■ Task: Where does the word "const" show up in the records? Copy every line that holds it.

(Exercise inputs)

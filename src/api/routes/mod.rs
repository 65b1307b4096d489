//! API Routes
//!
//! Route handlers organized by functionality.

pub mod analytics;
pub mod campaigns;
pub mod carts;
pub mod dashboard;
pub mod demo;
pub mod discounts;
pub mod feedback;
pub mod health;
//! Request validation shared by services and function endpoints

use super::error::{ServiceError, ServiceResult};
use crate::demo::MAX_DEMO_CARTS;
use crate::store::{CartItem, NewAbandonedCart, NewRecoveryCampaign};

fn invalid<T>(message: impl Into<String>) -> ServiceResult<T> {
    Err(ServiceError::Validation(message.into()))
}

pub fn email(value: &str) -> ServiceResult<()> {
    let value = value.trim();
    if value.is_empty() {
        return invalid("email must not be empty");
    }
    if !value.contains('@') {
        return invalid(format!("'{}' is not an email address", value));
    }
    Ok(())
}

pub fn amount(field: &str, value: f64) -> ServiceResult<()> {
    if !value.is_finite() || value < 0.0 {
        return invalid(format!("{} must be a non-negative number", field));
    }
    Ok(())
}

pub fn items(items: &[CartItem]) -> ServiceResult<()> {
    for item in items {
        amount("item price", item.price)?;
        if item.quantity == 0 {
            return invalid(format!("item '{}' has zero quantity", item.id));
        }
    }
    Ok(())
}

pub fn new_cart(cart: &NewAbandonedCart) -> ServiceResult<()> {
    email(&cart.user_email)?;
    amount("cart_value", cart.cart_value)?;
    items(&cart.items)
}

pub fn new_campaign(campaign: &NewRecoveryCampaign) -> ServiceResult<()> {
    if campaign.name.trim().is_empty() {
        return invalid("campaign name must not be empty");
    }
    Ok(())
}

pub fn demo_count(count: usize) -> ServiceResult<()> {
    if count == 0 || count > MAX_DEMO_CARTS {
        return invalid(format!("count must be between 1 and {}", MAX_DEMO_CARTS));
    }
    Ok(())
}
//! User-facing notices
//!
//! A notice is the transient "toast" shown on a dashboard after a data call
//! succeeds or fails. Services publish them through a [`Notifier`]; the
//! WebSocket hub forwards them on the `notifications` topic.

use serde::{Deserialize, Serialize};

/// Visual weight of a notice
#[derive(Debug, Clone, Copy, Default, PartialEq, Eq, Serialize, Deserialize)]
#[serde(rename_all = "lowercase")]
pub enum NoticeVariant {
    #[default]
    Default,
    Destructive,
}

/// A transient user-facing notification
#[derive(Debug, Clone, PartialEq, Serialize, Deserialize)]
pub struct Notice {
    pub title: String,
    pub description: String,
    #[serde(default)]
    pub variant: NoticeVariant,
}

impl Notice {
    pub fn success(title: impl Into<String>, description: impl Into<String>) -> Self {
        Self {
            title: title.into(),
            description: description.into(),
            variant: NoticeVariant::Default,
        }
    }

    pub fn destructive(title: impl Into<String>, description: impl Into<String>) -> Self {
        Self {
            title: title.into(),
            description: description.into(),
            variant: NoticeVariant::Destructive,
        }
    }

    pub fn is_destructive(&self) -> bool {
        self.variant == NoticeVariant::Destructive
    }
}

/// Sink for notices
pub trait Notifier: Send + Sync {
    fn notify(&self, notice: Notice);
}

/// Drops every notice
#[derive(Debug, Default, Clone, Copy)]
pub struct NoopNotifier;

impl Notifier for NoopNotifier {
    fn notify(&self, notice: Notice) {
        tracing::trace!(title = %notice.title, "Notice dropped");
    }
}


#[cfg(test)]
mod tests {
    use super::*;

    #[test]
    fn test_variant_serializes_lowercase() {
        let json = serde_json::to_string(&Notice::destructive("Error adding cart", "boom")).unwrap();
        assert!(json.contains("\"variant\":\"destructive\""));

        let json = serde_json::to_string(&Notice::success("Cart saved", "ok")).unwrap();
        assert!(json.contains("\"variant\":\"default\""));
    }

    #[test]
    fn test_variant_defaults_when_missing() {
        let notice: Notice =
            serde_json::from_str(r#"{"title": "Campaign updated", "description": "x"}"#).unwrap();
        assert_eq!(notice.variant, NoticeVariant::Default);
        assert!(!notice.is_destructive());
    }
}
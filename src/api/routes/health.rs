//! Health Routes
//!
//! Health check endpoints for monitoring and Kubernetes probes.
//!
//! - GET /health/live - Liveness probe (process is alive)
//! - GET /health/ready - Readiness probe (ready to serve traffic)
//! - GET /health - Full health status

use axum::{extract::State, http::StatusCode, Json};
use std::sync::Arc;

use crate::api::dto::HealthResponse;
use crate::api::state::AppState;

/// GET /health/live
///
/// Kubernetes liveness probe.
/// Returns 200 if the process is alive, no dependency checks.
pub async fn liveness() -> StatusCode {
    StatusCode::OK
}

/// GET /health/ready
///
/// Kubernetes readiness probe.
/// Returns 200 once the store answers a trivial query.
pub async fn readiness(State(state): State<Arc<AppState>>) -> StatusCode {
    if state.store.ping().await {
        StatusCode::OK
    } else {
        StatusCode::SERVICE_UNAVAILABLE
    }
}

/// GET /health
///
/// Full health status with component details.
pub async fn full_health(State(state): State<Arc<AppState>>) -> Json<HealthResponse> {
    let store_ok = state.store.ping().await;
    let channels = state.channels.channel_count();

    // the relay keeps one channel per table open while the server runs
    let status = match (store_ok, channels > 0) {
        (true, true) => "healthy",
        (true, false) | (false, true) => "degraded",
        (false, false) => "unhealthy",
    };

    Json(HealthResponse {
        status: status.to_string(),
        store: if store_ok { "ok" } else { "error" }.to_string(),
        connections: state.ws_connection_count().await,
        channels,
        uptime_seconds: state.uptime_seconds(),
        version: env!("CARGO_PKG_VERSION").to_string(),
    })
}
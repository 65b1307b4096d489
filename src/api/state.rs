//! Application State
//!
//! Shared state accessible by all API handlers.
//! Wrapped in Arc for thread-safe sharing across async tasks.

use std::sync::{Arc, Mutex};
use std::time::Instant;

use crate::analytics::{DiscountBook, FeedbackBoard};
use crate::config::Config;
use crate::functions::FunctionsState;
use crate::realtime::{relay_changes, ConnectionHub, RealtimeChannels, Unsubscribe};
use crate::services::{CampaignService, CartService, Notifier};
use crate::store::Store;

/// Shared application state for all handlers
pub struct AppState {
    /// Relational store for carts, campaigns and subscriptions
    pub store: Arc<Store>,
    pub carts: CartService,
    pub campaigns: CampaignService,
    /// WebSocket connection hub; also the notice sink for every service
    pub hub: Arc<ConnectionHub>,
    /// Table subscriptions over the store's change feed
    pub channels: RealtimeChannels,
    pub discounts: DiscountBook,
    pub feedback: FeedbackBoard,
    /// Dependencies of the `/functions/v1` endpoints
    pub functions: Arc<FunctionsState>,
    pub config: Arc<Config>,
    /// Server start time for uptime tracking
    pub start_time: Instant,
    relay: Mutex<Option<Unsubscribe>>,
}

impl AppState {
    /// Wire services to `store` and start relaying its changes to the hub
    ///
    /// Must be called inside a Tokio runtime.
    pub fn new(store: Arc<Store>, config: Config) -> Self {
        let hub = Arc::new(ConnectionHub::new(config.realtime.hub_config()));
        let notifier: Arc<dyn Notifier> = hub.clone();

        let channels = RealtimeChannels::new(store.change_feed());
        let relay = relay_changes(&channels, Arc::clone(&hub));

        let mut functions = FunctionsState::simulated(Arc::clone(&store));
        functions.subscription_days = config.functions.subscription_days;

        Self {
            carts: CartService::new(Arc::clone(&store), Arc::clone(&notifier)),
            campaigns: CampaignService::new(Arc::clone(&store), Arc::clone(&notifier)),
            discounts: DiscountBook::new(Arc::clone(&notifier)),
            feedback: FeedbackBoard::seeded(notifier),
            functions: Arc::new(functions),
            store,
            hub,
            channels,
            config: Arc::new(config),
            start_time: Instant::now(),
            relay: Mutex::new(Some(relay)),
        }
    }

    /// Get server uptime in seconds
    pub fn uptime_seconds(&self) -> u64 {
        self.start_time.elapsed().as_secs()
    }

    /// Get WebSocket connection count
    pub async fn ws_connection_count(&self) -> usize {
        self.hub.connection_count().await
    }

    /// Stop relaying store changes and close every table channel
    pub fn shutdown(&self) {
        let relay = self
            .relay
            .lock()
            .unwrap_or_else(|poisoned| poisoned.into_inner())
            .take();
        if let Some(relay) = relay {
            relay.unsubscribe();
        }
        self.channels.close_all();
    }
}
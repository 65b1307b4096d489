//! Dashboard Routes
//!
//! - GET /api/v1/dashboard - Stat cards, monthly trend, channel series and recent carts
//! - GET /api/v1/progress - Progress towards a goal (`?current=&target=`)

use axum::{
    extract::{rejection::QueryRejection, Query, State},
    Json,
};
use chrono::Utc;
use std::sync::Arc;

use crate::analytics::fixtures::channel_recovery;
use crate::analytics::{dashboard_cards, monthly_trend, recent_carts, Progress};
use crate::api::dto::{DashboardResponse, ProgressQuery};
use crate::api::error::ApiResult;
use crate::api::state::AppState;
use crate::store::CartFilter;

/// GET /api/v1/dashboard
///
/// Every view is derived from one snapshot of the carts.
pub async fn get_dashboard(
    State(state): State<Arc<AppState>>,
) -> ApiResult<Json<DashboardResponse>> {
    let carts = state.carts.get_abandoned_carts(&CartFilter::default()).await?;
    let now = Utc::now();

    Ok(Json(DashboardResponse {
        cards: dashboard_cards(&carts, now),
        trend: monthly_trend(&carts, now, state.config.api.trend_months),
        channels: channel_recovery(),
        recent_carts: recent_carts(&carts, now, state.config.api.recent_carts),
    }))
}

/// GET /api/v1/progress
pub async fn get_progress(
    query: Result<Query<ProgressQuery>, QueryRejection>,
) -> ApiResult<Json<Progress>> {
    let Query(query) = query?;
    Ok(Json(Progress::new(query.current, query.target)))
}
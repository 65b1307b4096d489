//! Campaign Routes
//!
//! - GET /api/v1/campaigns - List campaigns (`?status=active|draft|archived`)
//! - POST /api/v1/campaigns - Create a campaign
//! - PUT /api/v1/campaigns/:id/status - Change a campaign's status

use axum::{
    extract::{rejection::JsonRejection, rejection::QueryRejection, Path, Query, State},
    http::StatusCode,
    Json,
};
use chrono::Utc;
use std::sync::Arc;

use super::carts::parse_id;
use crate::api::dto::{
    CampaignListQuery, CampaignListResponse, CampaignResponse, UpdateCampaignStatusRequest,
};
use crate::api::error::{ApiError, ApiResult};
use crate::api::state::AppState;
use crate::store::{CampaignStatus, NewRecoveryCampaign, RecoveryCampaign};

/// GET /api/v1/campaigns
pub async fn list_campaigns(
    State(state): State<Arc<AppState>>,
    query: Result<Query<CampaignListQuery>, QueryRejection>,
) -> ApiResult<Json<CampaignListResponse>> {
    let Query(query) = query?;
    let status = query
        .status
        .as_deref()
        .map(str::parse::<CampaignStatus>)
        .transpose()
        .map_err(ApiError::Validation)?;

    let now = Utc::now();
    let campaigns: Vec<CampaignResponse> = state
        .campaigns
        .get_campaigns(status)
        .await?
        .into_iter()
        .map(|campaign| CampaignResponse::new(campaign, now))
        .collect();

    Ok(Json(CampaignListResponse {
        total: campaigns.len(),
        campaigns,
    }))
}

/// POST /api/v1/campaigns
pub async fn create_campaign(
    State(state): State<Arc<AppState>>,
    payload: Result<Json<NewRecoveryCampaign>, JsonRejection>,
) -> ApiResult<(StatusCode, Json<RecoveryCampaign>)> {
    let Json(campaign) = payload?;
    let campaign = state.campaigns.create_campaign(campaign).await?;
    Ok((StatusCode::CREATED, Json(campaign)))
}

/// PUT /api/v1/campaigns/:id/status
pub async fn update_campaign_status(
    State(state): State<Arc<AppState>>,
    Path(id): Path<String>,
    payload: Result<Json<UpdateCampaignStatusRequest>, JsonRejection>,
) -> ApiResult<Json<RecoveryCampaign>> {
    let id = parse_id(&id)?;
    let Json(req) = payload?;
    let campaign = state.campaigns.update_campaign_status(id, req.status).await?;
    Ok(Json(campaign))
}
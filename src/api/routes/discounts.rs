//! Discount Strategy Routes
//!
//! - GET /api/v1/discounts - List strategies
//! - GET /api/v1/discounts/suggestion - Suggest a strategy from live cart metrics
//! - POST /api/v1/discounts/suggestion/apply - Save the suggestion as a draft
//! - GET /api/v1/discounts/:id - Get one strategy
//! - POST /api/v1/discounts/:id/activate - Activate a strategy
//! - POST /api/v1/discounts/:id/pause - Pause a strategy

use axum::{
    extract::{Path, State},
    http::StatusCode,
    Json,
};
use std::sync::Arc;

use crate::analytics::discounts::suggest;
use crate::analytics::{CartMetrics, DiscountSuggestion, StrategyCard};
use crate::api::dto::StrategyListResponse;
use crate::api::error::{ApiError, ApiResult};
use crate::api::state::AppState;
use crate::store::CartFilter;

fn strategy_not_found(id: &str) -> ApiError {
    ApiError::NotFound(format!("Discount strategy {} not found", id))
}

async fn current_suggestion(state: &AppState) -> ApiResult<DiscountSuggestion> {
    let carts = state.carts.get_abandoned_carts(&CartFilter::default()).await?;
    Ok(suggest(&CartMetrics::from_carts(&carts)))
}

/// GET /api/v1/discounts
pub async fn list_strategies(State(state): State<Arc<AppState>>) -> Json<StrategyListResponse> {
    let strategies = state.discounts.list().await;
    Json(StrategyListResponse {
        total: strategies.len(),
        strategies,
    })
}

/// GET /api/v1/discounts/:id
pub async fn get_strategy(
    State(state): State<Arc<AppState>>,
    Path(id): Path<String>,
) -> ApiResult<Json<StrategyCard>> {
    state
        .discounts
        .get(&id)
        .await
        .map(Json)
        .ok_or_else(|| strategy_not_found(&id))
}

/// POST /api/v1/discounts/:id/activate
pub async fn activate_strategy(
    State(state): State<Arc<AppState>>,
    Path(id): Path<String>,
) -> ApiResult<Json<StrategyCard>> {
    state
        .discounts
        .activate(&id)
        .await
        .map(Json)
        .ok_or_else(|| strategy_not_found(&id))
}

/// POST /api/v1/discounts/:id/pause
pub async fn pause_strategy(
    State(state): State<Arc<AppState>>,
    Path(id): Path<String>,
) -> ApiResult<Json<StrategyCard>> {
    state
        .discounts
        .pause(&id)
        .await
        .map(Json)
        .ok_or_else(|| strategy_not_found(&id))
}

/// GET /api/v1/discounts/suggestion
pub async fn get_suggestion(
    State(state): State<Arc<AppState>>,
) -> ApiResult<Json<DiscountSuggestion>> {
    Ok(Json(current_suggestion(&state).await?))
}

/// POST /api/v1/discounts/suggestion/apply
pub async fn apply_suggestion(
    State(state): State<Arc<AppState>>,
) -> ApiResult<(StatusCode, Json<StrategyCard>)> {
    let suggestion = current_suggestion(&state).await?;
    let card = state.discounts.apply_suggestion(&suggestion).await;
    Ok((StatusCode::CREATED, Json(card)))
}
//! A/B test results

use chrono::NaiveDate;
use serde::{Deserialize, Serialize};
use std::str::FromStr;

#[derive(Debug, Clone, Copy, PartialEq, Eq, Serialize, Deserialize)]
#[serde(rename_all = "lowercase")]
pub enum ExperimentStatus {
    Running,
    Completed,
}

impl FromStr for ExperimentStatus {
    type Err = String;

    fn from_str(s: &str) -> Result<Self, Self::Err> {
        match s.to_lowercase().as_str() {
            "running" => Ok(ExperimentStatus::Running),
            "completed" => Ok(ExperimentStatus::Completed),
            _ => Err(format!("Invalid experiment status: {}", s)),
        }
    }
}

/// Rates observed for one variant, in percent
#[derive(Debug, Clone, PartialEq, Serialize)]
pub struct Variant {
    pub name: String,
    pub opens: u32,
    pub clicks: u32,
    pub conversions: u32,
}

#[derive(Debug, Clone, PartialEq, Serialize)]
pub struct Experiment {
    pub id: String,
    pub name: String,
    pub status: ExperimentStatus,
    pub started_on: NaiveDate,
    pub duration_days: u32,
    pub results: Vec<Variant>,
}

impl Experiment {
    /// Variant with the most conversions; a later variant wins a tie
    pub fn leader(&self) -> Option<&Variant> {
        self.results
            .iter()
            .reduce(|best, v| if best.conversions > v.conversions { best } else { v })
    }

    /// Declared winner, only once the test has completed
    pub fn winner(&self) -> Option<&Variant> {
        match self.status {
            ExperimentStatus::Completed => self.leader(),
            ExperimentStatus::Running => None,
        }
    }

    /// Relative conversion lift of the leader over the best other variant, in percent
    pub fn lift(&self) -> Option<f64> {
        let leader = self.leader()?;
        let runner_up = self
            .results
            .iter()
            .filter(|v| !std::ptr::eq(*v, leader))
            .map(|v| v.conversions)
            .max()?;
        if runner_up == 0 {
            return None;
        }
        Some((leader.conversions as f64 - runner_up as f64) / runner_up as f64 * 100.0)
    }
}

/// Experiment plus its derived figures, as served to dashboards
#[derive(Debug, Clone, PartialEq, Serialize)]
pub struct ExperimentSummary {
    #[serde(flatten)]
    pub experiment: Experiment,
    pub variants: usize,
    pub leader: Option<String>,
    pub winner: Option<String>,
    pub lift: Option<f64>,
}

impl From<Experiment> for ExperimentSummary {
    fn from(experiment: Experiment) -> Self {
        Self {
            variants: experiment.results.len(),
            leader: experiment.leader().map(|v| v.name.clone()),
            winner: experiment.winner().map(|v| v.name.clone()),
            lift: experiment.lift().map(|l| (l * 10.0).round() / 10.0),
            experiment,
        }
    }
}

fn variant(name: &str, opens: u32, clicks: u32, conversions: u32) -> Variant {
    Variant {
        name: name.to_string(),
        opens,
        clicks,
        conversions,
    }
}

fn experiment(
    id: &str,
    name: &str,
    status: ExperimentStatus,
    started_on: (i32, u32, u32),
    duration_days: u32,
    results: Vec<Variant>,
) -> Experiment {
    let (y, m, d) = started_on;
    Experiment {
        id: id.to_string(),
        name: name.to_string(),
        status,
        started_on: NaiveDate::from_ymd_opt(y, m, d).unwrap_or_default(),
        duration_days,
        results,
    }
}

pub fn experiments() -> Vec<Experiment> {
    vec![
        experiment(
            "1",
            "Subject Line Test",
            ExperimentStatus::Running,
            (2023, 5, 5),
            14,
            vec![variant("Variant A", 38, 12, 8), variant("Variant B", 42, 15, 11)],
        ),
        experiment(
            "2",
            "Discount Amount Test",
            ExperimentStatus::Completed,
            (2023, 4, 1),
            30,
            vec![variant("10% off", 40, 14, 9), variant("Free shipping", 43, 18, 12)],
        ),
        experiment(
            "3",
            "Send Time Test",
            ExperimentStatus::Running,
            (2023, 4, 28),
            21,
            vec![
                variant("Morning", 36, 10, 7),
                variant("Afternoon", 41, 14, 10),
                variant("Evening", 39, 12, 8),
            ],
        ),
    ]
}

/// Experiments, optionally narrowed to one status
pub fn list_experiments(status: Option<ExperimentStatus>) -> Vec<ExperimentSummary> {
    experiments()
        .into_iter()
        .filter(|e| status.map_or(true, |s| e.status == s))
        .map(ExperimentSummary::from)
        .collect()
}
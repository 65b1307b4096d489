//! POST /functions/v1/process-payment
//!
//! Charges a recovered cart through a [`PaymentProcessor`], marks the cart
//! recovered and opens a `recovery` subscription for the customer.

use async_trait::async_trait;
use axum::{extract::rejection::JsonRejection, extract::State, Json};
use chrono::{Duration, Utc};
use serde::{Deserialize, Serialize};
use std::sync::Arc;
use thiserror::Error;
use uuid::Uuid;

use super::envelope::Envelope;
use super::error::FunctionResult;
use super::FunctionsState;
use crate::services::validate;
use crate::store::{CartPatch, NewSubscription};

pub const DEFAULT_CURRENCY: &str = "USD";
pub const RECOVERY_PLAN: &str = "recovery";
pub const ACTIVE_STATUS: &str = "active";

fn default_currency() -> String {
    DEFAULT_CURRENCY.to_string()
}

#[derive(Debug, Clone, PartialEq, Serialize, Deserialize)]
#[serde(rename_all = "camelCase")]
pub struct PaymentRequest {
    pub cart_id: Uuid,
    pub amount: f64,
    #[serde(default = "default_currency")]
    pub currency: String,
    pub payment_method: String,
    pub customer_email: String,
}

/// Confirmation returned by a processor
#[derive(Debug, Clone, PartialEq)]
pub struct Charge {
    pub reference: String,
    pub amount: f64,
    pub currency: String,
}

#[derive(Debug, Error)]
#[error("Payment processing failed: {0}")]
pub struct PaymentDeclined(pub String);

/// Payment provider seam
#[async_trait]
pub trait PaymentProcessor: Send + Sync {
    fn name(&self) -> &str;

    async fn charge(&self, request: &PaymentRequest) -> Result<Charge, PaymentDeclined>;
}

/// Approves every charge
#[derive(Debug, Default, Clone, Copy)]
pub struct SimulatedProcessor;

#[async_trait]
impl PaymentProcessor for SimulatedProcessor {
    fn name(&self) -> &str {
        "simulated"
    }

    async fn charge(&self, request: &PaymentRequest) -> Result<Charge, PaymentDeclined> {
        Ok(Charge {
            reference: format!("sim_{}", Uuid::new_v4().simple()),
            amount: request.amount,
            currency: request.currency.clone(),
        })
    }
}

pub async fn process_payment(
    State(state): State<Arc<FunctionsState>>,
    payload: Result<Json<PaymentRequest>, JsonRejection>,
) -> FunctionResult<Json<Envelope>> {
    let Json(request) = payload?;

    tracing::info!(
        cart_id = %request.cart_id,
        amount = request.amount,
        currency = %request.currency,
        "Processing payment"
    );

    validate::email(&request.customer_email)?;
    validate::amount("amount", request.amount)?;

    // Unknown carts fail before anything is charged
    state.store.get_cart(request.cart_id).await?;

    let charge = state.payments.charge(&request).await?;
    tracing::debug!(
        processor = state.payments.name(),
        reference = %charge.reference,
        "Charge approved"
    );

    state
        .store
        .update_cart(request.cart_id, &CartPatch::recovered())
        .await?;

    state
        .store
        .insert_subscription(NewSubscription {
            user_email: request.customer_email.clone(),
            plan_type: RECOVERY_PLAN.to_string(),
            amount: charge.amount,
            status: ACTIVE_STATUS.to_string(),
            expires_at: Utc::now() + Duration::days(state.subscription_days),
        })
        .await?;

    tracing::info!(cart_id = %request.cart_id, "Payment processed successfully");
    Ok(Json(Envelope::ok("Payment processed successfully")))
}
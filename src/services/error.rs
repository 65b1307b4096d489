use thiserror::Error;

use crate::store::StoreError;

/// Errors returned by the cart and campaign services
#[derive(Error, Debug)]
pub enum ServiceError {
    #[error(transparent)]
    Store(#[from] StoreError),

    #[error("Invalid request: {0}")]
    Validation(String),
}

impl ServiceError {
    pub fn is_not_found(&self) -> bool {
        matches!(self, ServiceError::Store(e) if e.is_not_found())
    }
}

pub type ServiceResult<T> = Result<T, ServiceError>;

(End Exercise inputs)

■ Output of the exercise:
pub const DEFAULT_CURRENCY: &str = "USD";
pub const RECOVERY_PLAN: &str = "recovery";
pub const ACTIVE_STATUS: &str = "active";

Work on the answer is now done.